Un choix qui lui permet d’envisager son métier plus "sereinement", comme elle en a témoigné dimanche, au micro d’Europe Soir. "Mon modèle a évolué depuis 25 ans. Je me suis installée lorsque j'avais 23 ans. À l'époque, on avait un troupeau de 70 vaches laitières pour une moyenne de 9.000 litres de lait par vache et par an. Aujourd'hui, j'ai 60 vaches et je ne suis plus qu'à 8.000 litres de lait par tête", explique Hélène Fréger.
"Cinq à dix ans pour faire évoluer un système"
La nécessité d’une diminution des cadences ne résulte pas d’un choix brusquement arrêté du jour au lendemain, elle s’est peu à peu imposée comme une évidence pour notre éleveuse, confrontée à différentes épreuves au cours de sa carrière. "Il y a eu des problèmes sanitaires dans mon troupeau. J'ai dû prendre de nouvelles orientations et, finalement, j'ai choisi de désintensifier", poursuit Hélène Fréger, qui estime toutefois que cette décision ne peut pas être généralisée à l’ensemble de la profession.

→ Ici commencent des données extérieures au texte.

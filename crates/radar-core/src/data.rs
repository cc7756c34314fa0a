// File: crates/radar-core/src/data.rs
// Summary: Data model: editable items, value parsing, validated datasets, divisor.
// Notes:
// - A value that fails to parse is an explicit absence (`None`), never zero.
//   One absent value makes the whole list non-drawable.
// - `DataSet::new` enforces the validity invariant so rendering code only
//   ever sees defined, non-negative values.

use thiserror::Error;

/// Errors raised while turning editor items into a drawable dataset.
#[derive(Debug, Error, PartialEq, Eq)]
pub enum DataError {
    #[error("at least two data points are required, got {0}")]
    TooFewPoints(usize),
    #[error("data point {index} has no numeric value")]
    UndefinedValue { index: usize },
}

/// One item as produced by the editor: a label plus a parsed value, where
/// `None` marks unparseable input.
#[derive(Clone, Debug, PartialEq)]
pub struct ChartItem {
    pub label: String,
    pub value: Option<f64>,
}

impl ChartItem {
    /// Build an item from raw text fields, parsing the value.
    pub fn parse(label: &str, raw_value: &str) -> Self {
        Self {
            label: label.to_owned(),
            value: parse_value(raw_value),
        }
    }
}

/// Parse a value string to a non-negative integer, or `None` when the text is
/// empty, non-numeric, or negative (negative values are out of the chart's
/// domain).
pub fn parse_value(raw: &str) -> Option<f64> {
    match raw.trim().parse::<i64>() {
        Ok(v) if v >= 0 => Some(v as f64),
        _ => None,
    }
}

/// Validity invariant: at least two items and every value defined.
pub fn is_valid(items: &[ChartItem]) -> bool {
    items.len() >= 2 && items.iter().all(|item| item.value.is_some())
}

/// A single labeled, defined value.
#[derive(Clone, Debug, PartialEq)]
pub struct DataPoint {
    pub label: String,
    pub value: f64,
}

/// A validated, ordered list of data points. Order determines angular
/// position, so it is preserved exactly as entered.
#[derive(Clone, Debug, PartialEq)]
pub struct DataSet {
    points: Vec<DataPoint>,
}

impl DataSet {
    /// Validate `items` into a dataset, rejecting short or incomplete lists.
    pub fn new(items: &[ChartItem]) -> Result<Self, DataError> {
        if items.len() < 2 {
            return Err(DataError::TooFewPoints(items.len()));
        }
        let mut points = Vec::with_capacity(items.len());
        for (index, item) in items.iter().enumerate() {
            let value = item.value.ok_or(DataError::UndefinedValue { index })?;
            points.push(DataPoint {
                label: item.label.clone(),
                value,
            });
        }
        Ok(Self { points })
    }

    pub fn len(&self) -> usize {
        self.points.len()
    }

    pub fn is_empty(&self) -> bool {
        self.points.is_empty()
    }

    pub fn points(&self) -> &[DataPoint] {
        &self.points
    }

    pub fn values(&self) -> impl Iterator<Item = f64> + '_ {
        self.points.iter().map(|p| p.value)
    }

    /// Normalization denominator: `max(values)` when `by_max`, otherwise
    /// `sum(values)`. Returns `None` when the result would be zero (all
    /// values zero), which marks the dataset as non-drawable.
    pub fn divisor(&self, by_max: bool) -> Option<f64> {
        let d = if by_max {
            self.values().fold(0.0f64, f64::max)
        } else {
            self.values().sum()
        };
        if d > 0.0 { Some(d) } else { None }
    }
}
// File: crates/radar-core/src/surface.rs
// Summary: Drawing-surface abstraction: primitive call set, paths, command recorder.

use crate::theme::Color;
use crate::types::{Point, Rect};

/// One path segment. Paths are polygonal only: move, line, close.
#[derive(Clone, Copy, Debug, PartialEq)]
pub enum PathCmd {
    MoveTo(Point),
    LineTo(Point),
    Close,
}

/// A stroke-able path built from move/line/close commands.
#[derive(Clone, Debug, Default, PartialEq)]
pub struct Path {
    cmds: Vec<PathCmd>,
}

impl Path {
    pub fn new() -> Self {
        Self::default()
    }

    pub fn move_to(&mut self, p: Point) -> &mut Self {
        self.cmds.push(PathCmd::MoveTo(p));
        self
    }

    pub fn line_to(&mut self, p: Point) -> &mut Self {
        self.cmds.push(PathCmd::LineTo(p));
        self
    }

    pub fn close(&mut self) -> &mut Self {
        self.cmds.push(PathCmd::Close);
        self
    }

    /// Append a closed polygon through `vertices` (no-op for empty input).
    pub fn add_polygon(&mut self, vertices: &[Point]) -> &mut Self {
        let Some((first, rest)) = vertices.split_first() else {
            return self;
        };
        self.move_to(*first);
        for &v in rest {
            self.line_to(v);
        }
        self.line_to(*first);
        self
    }

    pub fn cmds(&self) -> &[PathCmd] {
        &self.cmds
    }

    pub fn is_empty(&self) -> bool {
        self.cmds.is_empty()
    }
}

/// Stroke style for a path.
#[derive(Clone, Copy, Debug, PartialEq)]
pub struct Stroke {
    pub color: Color,
    pub width: f32,
}

/// The minimal 2D call set the renderer needs from a backend: clear, filled
/// rects, stroked paths, filled text, and text-width measurement. One render
/// call issues these in a deterministic order, starting with `clear`.
pub trait Surface {
    fn clear(&mut self, color: Color);
    fn fill_rect(&mut self, rect: Rect, color: Color);
    fn stroke_path(&mut self, path: &Path, stroke: Stroke);
    fn fill_text(&mut self, text: &str, origin: Point, size: f32, color: Color);
    /// Width of `text` when rendered at font `size`.
    fn measure_text(&self, text: &str, size: f32) -> f32;
}

/// One recorded drawing command.
#[derive(Clone, Debug, PartialEq)]
pub enum DrawCmd {
    Clear { color: Color },
    FillRect { rect: Rect, color: Color },
    StrokePath { path: Path, stroke: Stroke },
    FillText { text: String, origin: Point, size: f32, color: Color },
}

/// A surface that records the command sequence instead of rasterizing.
/// Text measurement is a fixed per-glyph advance so recorded label positions
/// are deterministic without a font stack.
#[derive(Debug, Default)]
pub struct Recorder {
    commands: Vec<DrawCmd>,
}

impl Recorder {
    /// Width of one glyph as a fraction of the font size.
    pub const GLYPH_ADVANCE: f32 = 0.6;

    pub fn new() -> Self {
        Self::default()
    }

    pub fn commands(&self) -> &[DrawCmd] {
        &self.commands
    }

    pub fn is_empty(&self) -> bool {
        self.commands.is_empty()
    }
}

impl Surface for Recorder {
    fn clear(&mut self, color: Color) {
        self.commands.push(DrawCmd::Clear { color });
    }

    fn fill_rect(&mut self, rect: Rect, color: Color) {
        self.commands.push(DrawCmd::FillRect { rect, color });
    }

    fn stroke_path(&mut self, path: &Path, stroke: Stroke) {
        self.commands.push(DrawCmd::StrokePath {
            path: path.clone(),
            stroke,
        });
    }

    fn fill_text(&mut self, text: &str, origin: Point, size: f32, color: Color) {
        self.commands.push(DrawCmd::FillText {
            text: text.to_owned(),
            origin,
            size,
            color,
        });
    }

    fn measure_text(&self, text: &str, size: f32) -> f32 {
        text.chars().count() as f32 * size * Self::GLYPH_ADVANCE
    }
}
// File: crates/radar-core/src/types.rs
// Summary: Shared types and constants (surface sizing, chart geometry).

/// Largest allowed surface side length in pixels.
pub const MAX_SIDE: f32 = 500.0;
/// Outer radius as a fraction of the surface side.
pub const OUTER_RADIUS_RATIO: f32 = 0.4;
/// Number of concentric background rings.
pub const RING_COUNT: usize = 4;
/// Side length of the filled square marker on each outer-ring vertex.
pub const MARKER_SIZE: f32 = 6.0;
/// Label font size in pixels.
pub const LABEL_FONT_SIZE: f32 = 18.0;
/// Horizontal gap between an outer vertex and its label, in pixels.
pub const LABEL_GAP: f32 = 5.0;
/// Stroke width of the background grid and spokes.
pub const GRID_STROKE_WIDTH: f32 = 1.0;
/// Stroke width of the data polygon.
pub const POLYGON_STROKE_WIDTH: f32 = 2.0;

/// A point on the drawing surface, in pixels.
#[derive(Clone, Copy, Debug, PartialEq)]
pub struct Point {
    pub x: f32,
    pub y: f32,
}

impl Point {
    pub const fn new(x: f32, y: f32) -> Self {
        Self { x, y }
    }

    /// Euclidean distance to another point.
    pub fn distance(&self, other: Point) -> f32 {
        let dx = self.x - other.x;
        let dy = self.y - other.y;
        (dx * dx + dy * dy).sqrt()
    }
}

/// Axis-aligned rectangle, in pixels.
#[derive(Clone, Copy, Debug, PartialEq)]
pub struct Rect {
    pub x: f32,
    pub y: f32,
    pub width: f32,
    pub height: f32,
}

impl Rect {
    pub const fn from_xywh(x: f32, y: f32, width: f32, height: f32) -> Self {
        Self { x, y, width, height }
    }

    /// Square of side `size` centered on `center`. Used for vertex markers.
    pub fn centered_square(center: Point, size: f32) -> Self {
        Self::from_xywh(center.x - size / 2.0, center.y - size / 2.0, size, size)
    }
}

/// Resize contract: the surface is square, sized to the container width and
/// capped at [`MAX_SIDE`].
pub fn fit_side(container_width: f32) -> f32 {
    container_width.clamp(0.0, MAX_SIDE)
}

"Ça correspond à mon schéma. Ça correspond à mes choix qui ne sont pas reproductibles chez chacun. On a, malgré tout, des obligations financières. Aujourd'hui, quand on travaille, on travaille aussi pour rembourser des emprunts et il faut que tout ça corresponde", nuance-t-elle. "L'agriculture, c'est un temps long. L'élevage, c'est un temps long, donc il faut pouvoir adapter, orienter et réfléchir. Ça peut demander cinq à dix ans pour faire évoluer un système", pointe-t-elle.
Une mutation longue, mais qu’Hélène Fréger ne regrette pas. "Aujourd'hui, j'ai trouvé un bon équilibre avec des animaux moins productifs, parce que je sais que je vais avoir moins de soucis. J'ai l'esprit serein", confie-t-elle.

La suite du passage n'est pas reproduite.